Gentrification in Chinatown: The Nom Wah Tea Parlor Poll
The historic Nom Wah Tea Parlor on Doyers Street has been serving some of the best dim sum in Chinatown for generations. These days, the New York Post reports, it’s also one of several businesses making Chinatown a “hot” nightlife destination. In the past year since 32-year old Wilson Tang restored, updated and reopened his family’s restaurant, he has become a popular guy both in the mainstream and social media worlds.
Just the other day, Wong Fu Productions, the YouTube sensation, were in the restaurant to shoot a video for Asian supergroup Magnetic North & Taiyo Na (see photo). As the Post article points out, some people (including City Councilmember Margaret Chin) welcome the new nightlife scene in the neighborhood, where the “sidewalks are rolled up by 9 p.m.” Others, however, are dismayed, seeing the threat of gentrification as “hipsters” and other “tastemakers” descend on Chinatown.

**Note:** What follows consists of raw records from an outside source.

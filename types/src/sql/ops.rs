//! Arithmetic operation result types.
//!
//! This module defines the result types for arithmetic operations between
//! SQL numeric types, following SQL's type promotion rules.

use super::{BigInt, Double, Float, Int, Numeric, SmallInt};

/// Computes the result type of arithmetic operations between two SQL numeric types.
///
/// This follows SQL's type promotion rules:
/// - Integer + Integer = Integer (largest type wins)
/// - Float + Float = Float (largest type wins)
/// - Integer + Float = Float (float wins)
///
/// ```
/// use sqlweave_types::sql::{ArithmeticOutput, BigInt, Double, Int};
///
/// fn same<T>(_: core::marker::PhantomData<T>, _: core::marker::PhantomData<T>) {}
/// same(
///     core::marker::PhantomData::<<Int as ArithmeticOutput<BigInt>>::Output>,
///     core::marker::PhantomData::<BigInt>,
/// );
/// same(
///     core::marker::PhantomData::<<BigInt as ArithmeticOutput<Double>>::Output>,
///     core::marker::PhantomData::<Double>,
/// );
/// ```
#[diagnostic::on_unimplemented(
    message = "no arithmetic between `{Self}` and `{Rhs}`",
    label = "both operands must be numeric SQL types"
)]
pub trait ArithmeticOutput<Rhs: Numeric = Self>: Numeric {
    /// The resulting type of the arithmetic operation.
    type Output: Numeric;
}

macro_rules! arithmetic {
    ($($lhs:ident, $rhs:ident => $out:ident;)*) => {
        $(
            impl ArithmeticOutput<$rhs> for $lhs {
                type Output = $out;
            }
        )*
    };
}

// Integer arithmetic, largest type wins
arithmetic! {
    SmallInt, SmallInt => SmallInt;
    SmallInt, Int => Int;
    SmallInt, BigInt => BigInt;
    Int, SmallInt => Int;
    Int, Int => Int;
    Int, BigInt => BigInt;
    BigInt, SmallInt => BigInt;
    BigInt, Int => BigInt;
    BigInt, BigInt => BigInt;
}

// Float arithmetic, largest type wins
arithmetic! {
    Float, Float => Float;
    Float, Double => Double;
    Double, Float => Double;
    Double, Double => Double;
}

// Mixed integer/float arithmetic, float wins
arithmetic! {
    SmallInt, Float => Float;
    SmallInt, Double => Double;
    Int, Float => Float;
    Int, Double => Double;
    BigInt, Float => Float;
    BigInt, Double => Double;
    Float, SmallInt => Float;
    Float, Int => Float;
    Float, BigInt => Float;
    Double, SmallInt => Double;
    Double, Int => Double;
    Double, BigInt => Double;
}
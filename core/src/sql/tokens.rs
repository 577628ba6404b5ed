use sqlweave_types::Dialect;

/// SQL keywords, operators and punctuation.
///
/// Multi-word keywords are single tokens so that clause builders never have
/// to care about spacing inside them.
#[allow(non_camel_case_types)]
#[derive(Debug, Clone, Copy, PartialEq, Eq, Hash)]
pub enum Token {
    // Statements and clauses
    SELECT,
    DISTINCT,
    FROM,
    WHERE,
    GROUP_BY,
    HAVING,
    ORDER_BY,
    LIMIT,
    OFFSET,
    WITH,
    RECURSIVE,
    UNION_ALL,
    UNION_DISTINCT,
    INSERT_INTO,
    INSERT_OR_IGNORE_INTO,
    INSERT_OR_REPLACE_INTO,
    VALUES,
    DEFAULT,
    DEFAULT_VALUES,
    UPDATE,
    SET,
    DELETE_FROM,
    USING,
    RETURNING,
    ON_CONFLICT,
    DO_NOTHING,
    DO_UPDATE_SET,

    // Joins
    JOIN,
    INNER_JOIN,
    LEFT_JOIN,
    LEFT_OUTER_JOIN,
    RIGHT_JOIN,
    RIGHT_OUTER_JOIN,
    FULL_JOIN,
    FULL_OUTER_JOIN,
    CROSS_JOIN,
    ON,

    // Expressions
    AS,
    AND,
    OR,
    NOT,
    IS,
    IS_DISTINCT_FROM,
    IS_NOT_DISTINCT_FROM,
    NULL,
    TRUE,
    FALSE,
    IN,
    BETWEEN,
    LIKE,
    EXISTS,
    CASE,
    WHEN,
    THEN,
    ELSE,
    END,
    ASC,
    DESC,
    NULLS_FIRST,
    NULLS_LAST,

    // Punctuation
    STAR,
    COMMA,
    LPAREN,
    RPAREN,
    DOT,

    // Operators
    EQ,
    NE,
    LT,
    LE,
    GT,
    GE,
    PLUS,
    MINUS,
    MUL,
    DIV,
    MOD,
    BIT_AND,
    BIT_OR,
    BIT_XOR,
    BIT_NOT,
    SHL,
    SHR,
}

impl Token {
    /// Dialect-neutral spelling of the token.
    pub const fn as_str(&self) -> &'static str {
        match self {
            Token::SELECT => "SELECT",
            Token::DISTINCT => "DISTINCT",
            Token::FROM => "FROM",
            Token::WHERE => "WHERE",
            Token::GROUP_BY => "GROUP BY",
            Token::HAVING => "HAVING",
            Token::ORDER_BY => "ORDER BY",
            Token::LIMIT => "LIMIT",
            Token::OFFSET => "OFFSET",
            Token::WITH => "WITH",
            Token::RECURSIVE => "RECURSIVE",
            Token::UNION_ALL => "UNION ALL",
            Token::UNION_DISTINCT => "UNION DISTINCT",
            Token::INSERT_INTO => "INSERT INTO",
            Token::INSERT_OR_IGNORE_INTO => "INSERT OR IGNORE INTO",
            Token::INSERT_OR_REPLACE_INTO => "INSERT OR REPLACE INTO",
            Token::VALUES => "VALUES",
            Token::DEFAULT => "DEFAULT",
            Token::DEFAULT_VALUES => "DEFAULT VALUES",
            Token::UPDATE => "UPDATE",
            Token::SET => "SET",
            Token::DELETE_FROM => "DELETE FROM",
            Token::USING => "USING",
            Token::RETURNING => "RETURNING",
            Token::ON_CONFLICT => "ON CONFLICT",
            Token::DO_NOTHING => "DO NOTHING",
            Token::DO_UPDATE_SET => "DO UPDATE SET",
            Token::JOIN => "JOIN",
            Token::INNER_JOIN => "INNER JOIN",
            Token::LEFT_JOIN => "LEFT JOIN",
            Token::LEFT_OUTER_JOIN => "LEFT OUTER JOIN",
            Token::RIGHT_JOIN => "RIGHT JOIN",
            Token::RIGHT_OUTER_JOIN => "RIGHT OUTER JOIN",
            Token::FULL_JOIN => "FULL JOIN",
            Token::FULL_OUTER_JOIN => "FULL OUTER JOIN",
            Token::CROSS_JOIN => "CROSS JOIN",
            Token::ON => "ON",
            Token::AS => "AS",
            Token::AND => "AND",
            Token::OR => "OR",
            Token::NOT => "NOT",
            Token::IS => "IS",
            Token::IS_DISTINCT_FROM => "IS DISTINCT FROM",
            Token::IS_NOT_DISTINCT_FROM => "IS NOT DISTINCT FROM",
            Token::NULL => "NULL",
            Token::TRUE => "TRUE",
            Token::FALSE => "FALSE",
            Token::IN => "IN",
            Token::BETWEEN => "BETWEEN",
            Token::LIKE => "LIKE",
            Token::EXISTS => "EXISTS",
            Token::CASE => "CASE",
            Token::WHEN => "WHEN",
            Token::THEN => "THEN",
            Token::ELSE => "ELSE",
            Token::END => "END",
            Token::ASC => "ASC",
            Token::DESC => "DESC",
            Token::NULLS_FIRST => "NULLS FIRST",
            Token::NULLS_LAST => "NULLS LAST",
            Token::STAR => "*",
            Token::COMMA => ",",
            Token::LPAREN => "(",
            Token::RPAREN => ")",
            Token::DOT => ".",
            Token::EQ => "=",
            Token::NE => "<>",
            Token::LT => "<",
            Token::LE => "<=",
            Token::GT => ">",
            Token::GE => ">=",
            Token::PLUS => "+",
            Token::MINUS => "-",
            Token::MUL => "*",
            Token::DIV => "/",
            Token::MOD => "%",
            Token::BIT_AND => "&",
            Token::BIT_OR => "|",
            Token::BIT_XOR => "^",
            Token::BIT_NOT => "~",
            Token::SHL => "<<",
            Token::SHR => ">>",
        }
    }

    /// Spelling for a specific dialect, or `None` when the dialect has no
    /// equivalent.
    pub const fn for_dialect(&self, dialect: Dialect) -> Option<&'static str> {
        match (self, dialect) {
            (Token::UNION_DISTINCT, Dialect::SQLite) => Some("UNION"),
            (Token::INSERT_OR_IGNORE_INTO, Dialect::MySQL) => Some("INSERT IGNORE INTO"),
            (Token::INSERT_OR_REPLACE_INTO, Dialect::MySQL) => Some("REPLACE INTO"),
            (Token::INSERT_OR_IGNORE_INTO | Token::INSERT_OR_REPLACE_INTO, Dialect::PostgreSQL) => {
                None
            }
            (Token::RETURNING | Token::ON_CONFLICT, Dialect::MySQL) => None,
            (Token::USING, Dialect::SQLite | Dialect::MySQL) => None,
            (Token::NULLS_FIRST | Token::NULLS_LAST, Dialect::MySQL) => None,
            (Token::IS_DISTINCT_FROM | Token::IS_NOT_DISTINCT_FROM, Dialect::MySQL) => None,
            (Token::BIT_XOR, Dialect::PostgreSQL) => Some("#"),
            (Token::BIT_XOR, Dialect::SQLite) => None,
            (Token::FULL_JOIN | Token::FULL_OUTER_JOIN, d) if !d.supports_full_outer_join() => None,
            _ => Some(self.as_str()),
        }
    }

    /// Binary operators get a space on both sides.
    pub const fn is_operator(&self) -> bool {
        matches!(
            self,
            Token::EQ
                | Token::NE
                | Token::LT
                | Token::LE
                | Token::GT
                | Token::GE
                | Token::PLUS
                | Token::MINUS
                | Token::MUL
                | Token::DIV
                | Token::MOD
                | Token::BIT_AND
                | Token::BIT_OR
                | Token::BIT_XOR
                | Token::BIT_NOT
                | Token::SHL
                | Token::SHR
        )
    }
}

impl core::fmt::Display for Token {
    fn fmt(&self, f: &mut core::fmt::Formatter<'_>) -> core::fmt::Result {
        f.write_str(self.as_str())
    }
}
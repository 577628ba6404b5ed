//! Set membership over value lists (IN, NOT IN).
//!
//! Membership in a subquery lives in [`subquery`](super::subquery).

use crate::sql::{SQL, Token};
use crate::types::Compatible;

use super::{Comparison, Expr, Shape, argument, operand};

/// Result of `in_`/`not_in`.
pub type InList<E, V> = Comparison<E, V>;

fn membership<E, I, V>(expr: E, values: I, negated: bool) -> InList<E, V>
where
    E: Expr,
    I: IntoIterator<Item = V>,
    V: Expr,
{
    let list = SQL::join(values.into_iter().map(argument), Token::COMMA);

    // An empty list is decided without the column: nothing is IN (), and
    // everything is NOT IN ().
    if list.is_empty() {
        let sql = SQL::token(if negated { Token::TRUE } else { Token::FALSE });
        return InList::<E, V>::new(sql);
    }

    let mut sql = operand(expr, Shape::Compare);
    if negated {
        sql.push_mut(Token::NOT);
    }
    let sql = sql.push(Token::IN).append(list.parens());
    InList::<E, V>::with_shape(sql, Shape::Compare)
}

// =============================================================================
// IN / NOT IN
// =============================================================================

/// IN list check.
///
/// Returns true if the expression's value is in the provided values. Requires
/// the expression type to be compatible with the element type. An empty list
/// renders `FALSE`.
///
/// ```
/// use sqlweave_core::expr::in_;
/// use sqlweave_core::ToSQL;
///
/// assert_eq!(in_(1, [1, 2, 3]).to_sql().sql(), "? IN (?, ?, ?)");
/// assert_eq!(in_(1, Vec::<i32>::new()).to_sql().sql(), "FALSE");
/// ```
pub fn in_<E, I, V>(expr: E, values: I) -> InList<E, V>
where
    E: Expr,
    I: IntoIterator<Item = V>,
    V: Expr,
    E::SQLType: Compatible<V::SQLType>,
{
    membership(expr, values, false)
}

/// NOT IN list check.
///
/// An empty list renders `TRUE`.
pub fn not_in<E, I, V>(expr: E, values: I) -> InList<E, V>
where
    E: Expr,
    I: IntoIterator<Item = V>,
    V: Expr,
    E::SQLType: Compatible<V::SQLType>,
{
    membership(expr, values, true)
}
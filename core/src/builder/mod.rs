//! Statement builders.
//!
//! Each builder moves through typestate markers; a clause is only callable
//! in the states where SQL allows it, and `build()` only in executable
//! states. The rules of every clause are trait bounds on the call that adds
//! it, so a misplaced column fails right where it is written.

mod assign;
mod cte;
mod delete;
mod insert;
mod items;
mod select;
mod update;

pub use assign::*;
pub use cte::*;
pub use delete::*;
pub use insert::*;
pub use items::*;
pub use select::*;
pub use update::*;

use crate::expr::{Condition, Expr, NonAggregate, SubqueryList};
use crate::query::{Resolve, ResolveRow};
use crate::sql::{SQL, Token};
use crate::traits::{Nil, SubsetOf};

/// A builder state from which `build()` may be called.
#[diagnostic::on_unimplemented(
    message = "calling where() or unconditionally() required",
    label = "`{Self}` is not a complete statement",
    note = "SELECT with FROM, UPDATE and DELETE need where_() or unconditionally(); INSERT needs set(), default_values() or values()"
)]
pub trait ExecutableState {}

/// Tables read by condition `C`.
pub type ConditionTables<C> = <<C as Condition>::Expr as Expr>::Tables;

/// `Subs` plus the subqueries embedded in condition `C`.
pub type WithConditionSubqueries<C, Subs> =
    <<<C as Condition>::Expr as Expr>::Subqueries as SubqueryList>::Append<Subs>;

/// Appends `token body` to `sql` unless `body` is empty.
pub(crate) fn push_clause(sql: &mut SQL, token: Token, body: SQL) {
    if !body.is_empty() {
        sql.push_mut(token);
        sql.append_mut(body);
    }
}

/// A RETURNING list resolved against the statement's tables `P`.
///
/// Same shape as a select list; items may only read `P` and may not
/// aggregate or embed subqueries.
#[diagnostic::on_unimplemented(
    message = "`{Self}` cannot be returned here",
    label = "RETURNING may only use columns of the modified tables",
    note = "aggregates and subqueries are not allowed in RETURNING"
)]
pub trait ReturningList<P, Is, Rs>: SelectList {
    fn returning_sql(self) -> SQL;
}

impl<L, P, Is, Rs> ReturningList<P, Is, Rs> for L
where
    L: SelectList,
    L::Items: ItemList<Subqueries = Nil> + ResolveRow<P, Rs>,
    <L::Items as ItemList>::Tables: SubsetOf<P, Is>,
    <L::Items as ItemList>::Aggregate: NonAggregate,
{
    fn returning_sql(self) -> SQL {
        const { assert_unique_names(<L::Items as ItemList>::NAMES) };
        self.list_sql()
    }
}

/// Resolved row of RETURNING list `L` over tables `P`.
pub type Returning<L, P, Rs> = Resolve<<L as SelectList>::Items, P, Rs>;
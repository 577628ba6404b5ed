//! Column assignments for INSERT, UPDATE and ON CONFLICT DO UPDATE.

use core::marker::PhantomData;

use crate::dynamic::Dynamic;
use crate::expr::{AssignableTo, Expr, NonAggregate, SubqueryList, argument};
use crate::names::NameSet;
use crate::sql::{SQL, Token};
use crate::traits::{Column, Concat, Cons, Name, Nil, TypeSet, with_tuple_sizes};
use crate::types::Compatible;

/// `column = value`.
#[derive(Debug, Clone)]
pub struct Assignment<C, V> {
    value: V,
    _column: PhantomData<fn() -> C>,
}

/// Assigns `value` to `column`.
///
/// The value must have a compatible SQL type, may only be nullable for a
/// nullable column and may not be an aggregate.
///
/// ```compile_fail,E0277
/// use sqlweave_core::builder::assign;
/// use sqlweave_core::table;
/// use sqlweave_core::types::Text;
///
/// table! { struct Tag("tag") { label: Text } }
///
/// // a nullable value cannot be stored in a NOT NULL column
/// let _ = assign(Tag::default().label, None::<&str>);
/// ```
pub fn assign<C: Column, V: AssignValue<C>>(_column: C, value: V) -> Assignment<C, V> {
    const {
        assert!(
            !V::IS_DEFAULT || C::HAS_DEFAULT,
            "default_value() requires a column with a default"
        )
    };
    Assignment {
        value,
        _column: PhantomData,
    }
}

/// The `DEFAULT` keyword as an assigned value.
#[derive(Debug, Clone, Copy, Default)]
pub struct DefaultValue;

/// `DEFAULT`, for columns declared with a default.
pub fn default_value() -> DefaultValue {
    DefaultValue
}

/// A value that can be assigned to column `C`.
#[diagnostic::on_unimplemented(
    message = "`{Self}` cannot be assigned to `{C}`",
    label = "incompatible value",
    note = "the value must be an expression of a compatible SQL type, or default_value()"
)]
pub trait AssignValue<C> {
    type Tables: TypeSet;
    type Subqueries: SubqueryList;

    const IS_DEFAULT: bool;

    fn value_sql(self) -> SQL;
}

impl<C, V> AssignValue<C> for V
where
    C: Column,
    V: Expr,
    V::SQLType: Compatible<C::SQLType>,
    V::Nullable: AssignableTo<C::Nullable>,
    V::Aggregate: NonAggregate,
{
    type Tables = V::Tables;
    type Subqueries = V::Subqueries;

    const IS_DEFAULT: bool = false;

    fn value_sql(self) -> SQL {
        argument(self)
    }
}

impl<C: Column> AssignValue<C> for DefaultValue {
    type Tables = Nil;
    type Subqueries = Nil;

    const IS_DEFAULT: bool = true;

    fn value_sql(self) -> SQL {
        SQL::token(Token::DEFAULT)
    }
}

// =============================================================================
// Assignment lists
// =============================================================================

/// One entry of a SET list: an [`Assignment`] or a [`Dynamic`] one.
pub trait AssignItem {
    type Column: Column;
    type Tables: TypeSet;
    type Subqueries: SubqueryList;

    /// `false` when the assignment may be switched off at runtime.
    const STATIC: bool;

    /// Column name and rendered value, `None` when disabled.
    fn assign_parts(self) -> Option<(&'static str, SQL)>;
}

impl<C: Column, V: AssignValue<C>> AssignItem for Assignment<C, V> {
    type Column = C;
    type Tables = V::Tables;
    type Subqueries = V::Subqueries;

    const STATIC: bool = true;

    fn assign_parts(self) -> Option<(&'static str, SQL)> {
        Some((<C as Name>::NAME, self.value.value_sql()))
    }
}

impl<A: AssignItem> AssignItem for Dynamic<A> {
    type Column = A::Column;
    type Tables = A::Tables;
    type Subqueries = A::Subqueries;

    const STATIC: bool = false;

    fn assign_parts(self) -> Option<(&'static str, SQL)> {
        self.into_inner().and_then(AssignItem::assign_parts)
    }
}

/// A `Cons` list of assignments to columns of table `T`.
#[diagnostic::on_unimplemented(
    message = "`{Self}` assigns columns that do not belong to `{T}`",
    label = "assignment to a foreign column"
)]
pub trait AssignList<T>: TypeSet {
    /// Tables read by the values.
    type Tables: TypeSet;
    type Subqueries: SubqueryList;

    /// Every assigned column.
    const NAMES: NameSet;
    /// Columns assigned unconditionally.
    const STATIC_NAMES: NameSet;
}

impl<T> AssignList<T> for Nil {
    type Tables = Nil;
    type Subqueries = Nil;

    const NAMES: NameSet = NameSet::EMPTY;
    const STATIC_NAMES: NameSet = NameSet::EMPTY;
}

impl<T, A, Rest> AssignList<T> for Cons<A, Rest>
where
    A: AssignItem,
    A::Column: Column<Table = T>,
    Rest: AssignList<T>,
{
    type Tables = Concat<A::Tables, Rest::Tables>;
    type Subqueries = <A::Subqueries as SubqueryList>::Append<Rest::Subqueries>;

    const NAMES: NameSet = NameSet::EMPTY
        .with(<A::Column as Name>::NAME)
        .union(Rest::NAMES);
    const STATIC_NAMES: NameSet = if A::STATIC {
        NameSet::EMPTY
            .with(<A::Column as Name>::NAME)
            .union(Rest::STATIC_NAMES)
    } else {
        Rest::STATIC_NAMES
    };
}

/// The argument of `set` and `do_update`: one assignment or a tuple.
#[diagnostic::on_unimplemented(
    message = "`{Self}` is not a list of assignments to `{T}`",
    label = "expected `col.assign(value)` or a tuple of assignments"
)]
pub trait Assignments<T> {
    type Items: AssignList<T>;

    /// `(column, value)` pairs of the enabled assignments.
    fn parts(self) -> Vec<(&'static str, SQL)>;
}

impl<T, A> Assignments<T> for A
where
    A: AssignItem,
    A::Column: Column<Table = T>,
{
    type Items = Cons<A, Nil>;

    fn parts(self) -> Vec<(&'static str, SQL)> {
        self.assign_parts().into_iter().collect()
    }
}

macro_rules! impl_assignments {
    ($($T:ident),+; $($idx:tt),+) => {
        impl<Tab, $($T),+> Assignments<Tab> for ($($T,)+)
        where
            $($T: AssignItem, $T::Column: Column<Table = Tab>,)+
        {
            type Items = crate::__type_list!($($T),+);

            fn parts(self) -> Vec<(&'static str, SQL)> {
                [$(self.$idx.assign_parts()),+].into_iter().flatten().collect()
            }
        }
    };
}

with_tuple_sizes!(impl_assignments);

/// Renders `"a" = ?, "b" = ?` from assignment parts.
pub(crate) fn set_list_sql(parts: Vec<(&'static str, SQL)>) -> SQL {
    SQL::join(
        parts
            .into_iter()
            .map(|(name, value)| SQL::ident(name).push(Token::EQ).append(value)),
        Token::COMMA,
    )
}

/// Assigned column names must be unique.
pub(crate) const fn assert_unique_columns(names: NameSet) {
    assert!(
        names.first_duplicate().is_none(),
        "duplicate column names in assignments"
    );
}

/// Values that may not read any table.
#[diagnostic::on_unimplemented(
    message = "insert values must not reference tables",
    label = "this value reads `{Self}`",
    note = "use literals, placeholders or subqueries instead of columns"
)]
pub trait NoTables {}

impl NoTables for Nil {}
use sqlweave::prelude::*;

table! {
    pub struct Customer("customer") {
        id: Int [primary_key, default],
        name: Text,
    }
}

table! {
    pub struct Purchase("purchase") {
        id: Int [primary_key, default],
        customer_id: Int,
        total: Double,
    }
}

name_tag!(struct Biggest = "biggest";);

fn main() {
    let (customer, purchase) = (Customer::default(), Purchase::default());
    let biggest = select(max(purchase.total).as_(Biggest))
        .from(purchase)
        .where_(purchase.customer_id.eq(customer.id));
    let query = select((customer.name, scalar(biggest).as_(Biggest)))
        .from(customer)
        .where_(exists(
            select(purchase.id)
                .from(purchase)
                .where_(purchase.customer_id.eq(customer.id)),
        ))
        .build();

    let _: Option<(String, Option<f64>)> = query
        .decode(&vec![Value::from("x"), Value::Real(1.0)])
        .ok();
}
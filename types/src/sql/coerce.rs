use super::{BigInt, Date, DataType, Double, Float, Int, SmallInt, Text, Time, Timestamp, VarChar};

/// Two SQL types that may be compared, assigned or unioned with each other.
///
/// ```
/// use sqlweave_types::sql::{BigInt, Compatible, Int, Text};
///
/// fn compatible<L: Compatible<R>, R: sqlweave_types::sql::DataType>() {}
/// compatible::<Int, BigInt>();
/// compatible::<Text, Text>();
/// ```
///
/// ```compile_fail,E0277
/// use sqlweave_types::sql::{Bool, Compatible, Int};
///
/// fn compatible<L: Compatible<R>, R: sqlweave_types::sql::DataType>() {}
/// compatible::<Int, Bool>();
/// ```
#[diagnostic::on_unimplemented(
    message = "SQL type `{Self}` is not compatible with `{Rhs}`",
    label = "these SQL types cannot be compared or coerced",
    note = "compatible types include: numbers with numbers, text with text/varchar, and any type with itself"
)]
pub trait Compatible<Rhs: DataType = Self>: DataType {}

impl<T: DataType> Compatible<T> for T {}

macro_rules! compatible_both_ways {
    ($($lhs:ident <=> $rhs:ident),* $(,)?) => {
        $(
            impl Compatible<$rhs> for $lhs {}
            impl Compatible<$lhs> for $rhs {}
        )*
    };
}

// Integer widening
compatible_both_ways! {
    SmallInt <=> Int,
    SmallInt <=> BigInt,
    Int <=> BigInt,
}

// Float widening and int/float cross-compatibility
compatible_both_ways! {
    Float <=> Double,
    SmallInt <=> Float,
    SmallInt <=> Double,
    Int <=> Float,
    Int <=> Double,
    BigInt <=> Float,
    BigInt <=> Double,
}

// Text
compatible_both_ways! {
    Text <=> VarChar,
}

// Text ↔ Temporal (string literals against date/time columns)
compatible_both_ways! {
    Text <=> Date,
    Text <=> Time,
    Text <=> Timestamp,
    Date <=> Timestamp,
}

Wilson, who sees himself in a totally different realm than his upscale Doyers Street neighbors (Apotheke, Pulqueria), has mixed feelings:
Tang says he and his family are part of a growing Chinese minority that’s remained living in the area as gentrification has driven others away. Having very little contact with his new neighbors on Doyers Street, Tang describes their arrival as “a double-edged sword… The pros are that it brings a different demographic to the area — the Europeans, the hipsters, the fashionistas,” says Tang.“ The cons are that it brings a lot of noise and rowdiness — with people throwing up in the street, and all.”